While Burlington fell to 0-2, Mocksville, getting a fine mound effort from Colby Cranfill, picked up back-to-back wins after an 0-4 start.
The Mocksville attack was relentless for the fourth straight game, following run totals of 10, 11 and 13. It is hitting .379 during the span.
Charlie Muchukot (2 for 3, two walks), Nick Collins (1-2, three walks), Mehl (2-5, six RBIs), Sawyer Davis (2-5, two RBIs), Ross Hoffner (2-4, two RBIs) and Jacob Barnhardt (2-2, two walks) led the way as Mocksville finished with 12 hits and nine walks.
A handful of Mocksville hitters are riding torrid streaks. Hoffner is first with a .476 average. Muchukot’s absurd 12-for-18 streak has lifted his average to .461. Davis stands at .450. Collins is at .409 with a team-high nine walks/hit by pitches. And Mehl is hitting .384 with a team-high 11 RBIs.
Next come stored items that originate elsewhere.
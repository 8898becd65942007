//! Time-bounded best-first search.
//!
//! The frontier is ordered by accumulated cost plus heuristic estimate.
//! Ties are broken by push order, so two runs over the same domain explore
//! states in exactly the same order.

use std::cmp::Ordering;
use std::collections::BinaryHeap;
use std::sync::Arc;
use std::time::{Duration, Instant};

use craftplan_core::State;
use serde::{Serialize, Serializer};
use tracing::{info, warn};

use crate::arena::{StateArena, StateId};
use crate::heuristic::Heuristic;
use crate::rules::SuccessorGenerator;

/// Why a search ended without a plan.
#[derive(Debug, Clone, Copy, PartialEq, Eq, Hash, Serialize)]
#[serde(rename_all = "snake_case")]
pub enum FailureKind {
    /// The time budget ran out with states still on the frontier.
    Timeout,
    /// Every reachable state was expanded; the goal is unreachable.
    FrontierExhausted,
}

/// One plan step: the action taken and the state it produced.
#[derive(Debug, Clone, PartialEq, Serialize)]
pub struct PlanStep {
    pub state: State,
    pub action: Arc<str>,
}

/// Sequence of actions from the start state to a goal state.
#[derive(Debug, Clone, PartialEq, Serialize)]
pub struct Plan {
    pub steps: Vec<PlanStep>,
    pub total_cost: f64,
}

impl Plan {
    /// Number of actions in the plan.
    pub fn step_count(&self) -> usize {
        self.steps.len()
    }

    /// State reached by the last action, if the plan has any.
    pub fn final_state(&self) -> Option<&State> {
        self.steps.last().map(|step| &step.state)
    }

    /// Action names in order.
    pub fn actions(&self) -> impl Iterator<Item = &str> + '_ {
        self.steps.iter().map(|step| &*step.action)
    }

    pub fn is_empty(&self) -> bool {
        self.steps.is_empty()
    }
}

/// Terminal state of a search run.
#[derive(Debug, Clone, PartialEq, Serialize)]
#[serde(tag = "status", content = "result", rename_all = "snake_case")]
pub enum SearchOutcome {
    Found(Plan),
    Failed(FailureKind),
}

/// Diagnostics gathered during a run.
#[derive(Debug, Clone, Copy, Default, PartialEq, Serialize)]
pub struct SearchStats {
    /// Wall-clock time spent searching.
    #[serde(rename = "elapsed_secs", serialize_with = "duration_secs")]
    pub elapsed: Duration,
    /// Entries left on the frontier when the search stopped.
    pub frontier_len: usize,
    /// Distinct states generated.
    pub states_visited: usize,
    /// States popped and expanded.
    pub expansions: usize,
}

fn duration_secs<S: Serializer>(d: &Duration, serializer: S) -> Result<S::Ok, S::Error> {
    serializer.serialize_f64(d.as_secs_f64())
}

/// Outcome of a search together with its diagnostics.
#[derive(Debug, Clone, PartialEq, Serialize)]
pub struct SearchReport {
    pub outcome: SearchOutcome,
    pub stats: SearchStats,
}

impl SearchReport {
    /// The plan, if one was found.
    pub fn plan(&self) -> Option<&Plan> {
        match &self.outcome {
            SearchOutcome::Found(plan) => Some(plan),
            SearchOutcome::Failed(_) => None,
        }
    }

    /// The failure kind, if no plan was found.
    pub fn failure(&self) -> Option<FailureKind> {
        match self.outcome {
            SearchOutcome::Found(_) => None,
            SearchOutcome::Failed(kind) => Some(kind),
        }
    }

    pub fn is_success(&self) -> bool {
        matches!(self.outcome, SearchOutcome::Found(_))
    }
}

/// Frontier entry.
#[derive(Debug, Clone, Copy)]
struct FrontierEntry {
    priority: f64,
    /// Push order; breaks ties between equal priorities.
    seq: u64,
    state: StateId,
}

impl PartialEq for FrontierEntry {
    fn eq(&self, other: &Self) -> bool {
        self.cmp(other) == Ordering::Equal
    }
}

impl Eq for FrontierEntry {}

impl Ord for FrontierEntry {
    fn cmp(&self, other: &Self) -> Ordering {
        // Reversed: BinaryHeap is a max-heap and we pop the smallest
        // (priority, seq) first.
        other
            .priority
            .total_cmp(&self.priority)
            .then_with(|| other.seq.cmp(&self.seq))
    }
}

impl PartialOrd for FrontierEntry {
    fn partial_cmp(&self, other: &Self) -> Option<Ordering> {
        Some(self.cmp(other))
    }
}

/// Label of the pseudo-action that produces the start state.
pub const START_ACTION: &str = "start";

/// Run a best-first search from `start` until `is_goal` holds, the frontier
/// empties, or `time_limit` elapses.
///
/// The clock is checked once per frontier pop, so a run may overshoot the
/// limit by one expansion. Memory grows with the number of distinct states
/// generated and is not bounded.
pub fn search<S, G, H>(
    generator: &S,
    start: State,
    is_goal: G,
    time_limit: Duration,
    heuristic: &H,
) -> SearchReport
where
    S: SuccessorGenerator + ?Sized,
    G: Fn(&State) -> bool,
    H: Heuristic + ?Sized,
{
    let started = Instant::now();
    info!(
        time_limit_ms = time_limit.as_millis() as u64,
        start = %start,
        "Starting best-first search"
    );

    let mut arena = StateArena::new();
    let mut best_cost: Vec<f64> = Vec::new();
    let mut predecessor: Vec<Option<(StateId, Arc<str>)>> = Vec::new();
    let mut frontier = BinaryHeap::new();
    let mut seq = 0u64;
    let mut expansions = 0usize;

    let (start_id, _) = arena.intern(start);
    best_cost.push(0.0);
    predecessor.push(None);
    frontier.push(FrontierEntry {
        priority: 0.0,
        seq,
        state: start_id,
    });
    seq += 1;

    let failure = loop {
        if frontier.is_empty() {
            break FailureKind::FrontierExhausted;
        }
        if started.elapsed() >= time_limit {
            break FailureKind::Timeout;
        }
        let Some(entry) = frontier.pop() else {
            break FailureKind::FrontierExhausted;
        };

        let current = arena.share(entry.state);
        if is_goal(&*current) {
            let steps = reconstruct(&arena, &predecessor, entry.state);
            let plan = Plan {
                total_cost: best_cost[entry.state.index()],
                steps,
            };
            let stats = SearchStats {
                elapsed: started.elapsed(),
                frontier_len: frontier.len(),
                states_visited: arena.len(),
                expansions,
            };
            info!(
                steps = plan.step_count(),
                cost = plan.total_cost,
                states = stats.states_visited,
                elapsed_ms = stats.elapsed.as_millis() as u64,
                "Search found a plan"
            );
            return SearchReport {
                outcome: SearchOutcome::Found(plan),
                stats,
            };
        }

        expansions += 1;
        let current_cost = best_cost[entry.state.index()];

        for successor in generator.successors(&*current) {
            let candidate = current_cost + successor.cost;
            let (next, fresh) = arena.intern(successor.state);

            if fresh {
                best_cost.push(candidate);
                predecessor.push(Some((entry.state, Arc::clone(&successor.action))));
            } else if candidate < best_cost[next.index()] {
                best_cost[next.index()] = candidate;
                predecessor[next.index()] = Some((entry.state, Arc::clone(&successor.action)));
            } else {
                continue;
            }

            let priority = candidate + heuristic.estimate(arena.get(next), &successor.action);
            frontier.push(FrontierEntry {
                priority,
                seq,
                state: next,
            });
            seq += 1;
        }
    };

    let stats = SearchStats {
        elapsed: started.elapsed(),
        frontier_len: frontier.len(),
        states_visited: arena.len(),
        expansions,
    };
    warn!(
        reason = ?failure,
        states = stats.states_visited,
        frontier = stats.frontier_len,
        elapsed_ms = stats.elapsed.as_millis() as u64,
        "Search failed to find a plan"
    );
    SearchReport {
        outcome: SearchOutcome::Failed(failure),
        stats,
    }
}

/// Walk predecessor links from `goal` back to the start and return the
/// steps in start-to-goal order.
fn reconstruct(
    arena: &StateArena,
    predecessor: &[Option<(StateId, Arc<str>)>],
    goal: StateId,
) -> Vec<PlanStep> {
    let mut steps = Vec::new();
    let mut cursor = goal;
    while let Some((prior, action)) = &predecessor[cursor.index()] {
        steps.push(PlanStep {
            state: arena.get(cursor).clone(),
            action: Arc::clone(action),
        });
        cursor = *prior;
    }
    steps.reverse();
    steps
}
“Muchukot is tearing it up,” coach Charles Kurfees said. “Ross did his usual.”
Mocksville pushed a 3-1 advantage to 8-1 in the third. After Davis, Jones, Hoffner and Barnhardt had hits, Mehl rapped a two-run single.
It was 8-3 when Mehl stepped to the plate in the fifth. With Barnhardt, Muchukot and Collins on the bases, Mehl launched a grand slam to blow the game wide open. His first homer of the season gave him the most RBIs in a Mocksville game since Connor Bodenhamer had eight in a 14-3 win over the Mooresville Legends in 2012.
“We’re doing OK,” Kurfees said. “We’re inches from being 5-1. I’m serious, we should be 5-1. I give Stanly County credit. They beat us (in the first meeting). I was afraid I was going to wake up Tuesday (May 27) and we were going to be 0-8.”
Mocksville had allowed 12, 13, 13 and 11 runs in the previous four games. It was allowing 11 on average. So when you look at Cranfill’s line (seven innings, six hits, three earned runs), you blink, turn your head, come back and make sure you saw the numbers correctly.
It was a solid performance by any measure. When compared to what Mocksville had produced on the mound in the first five games, it was almost a masterpiece.
By the third inning, Mocksville provided more run support than was necessary for Cranfill (1-1 record) as the righthander tossed the first complete game in 21 games. It was the CG since Weibley pitched a nine-inning two-hitter against South Rowan last summer. And this came one night after Cranfill closed out a 13-11 win at Stanly.
“Colby is a pretty good pitcher,” said Kurfees, who added that Cranfill is the No. 2 guy behind ace Michael Ball.
Notes: What made the Mocksville performance all the more pleasing to the eye was the fact it played error-free defense. Kurfees’ altered pregame routine paid off. “I hit them no telling how many ground balls before the game,” he said. “Then we took batting practice and we didn’t even take infield before the game. I hit them ground balls for probably 20 minutes.” … Ball caught two balls against the left-field wall, but he had no luck at the plate, lining out twice. “He hit two bullets to the shortstop,” Kurfees said.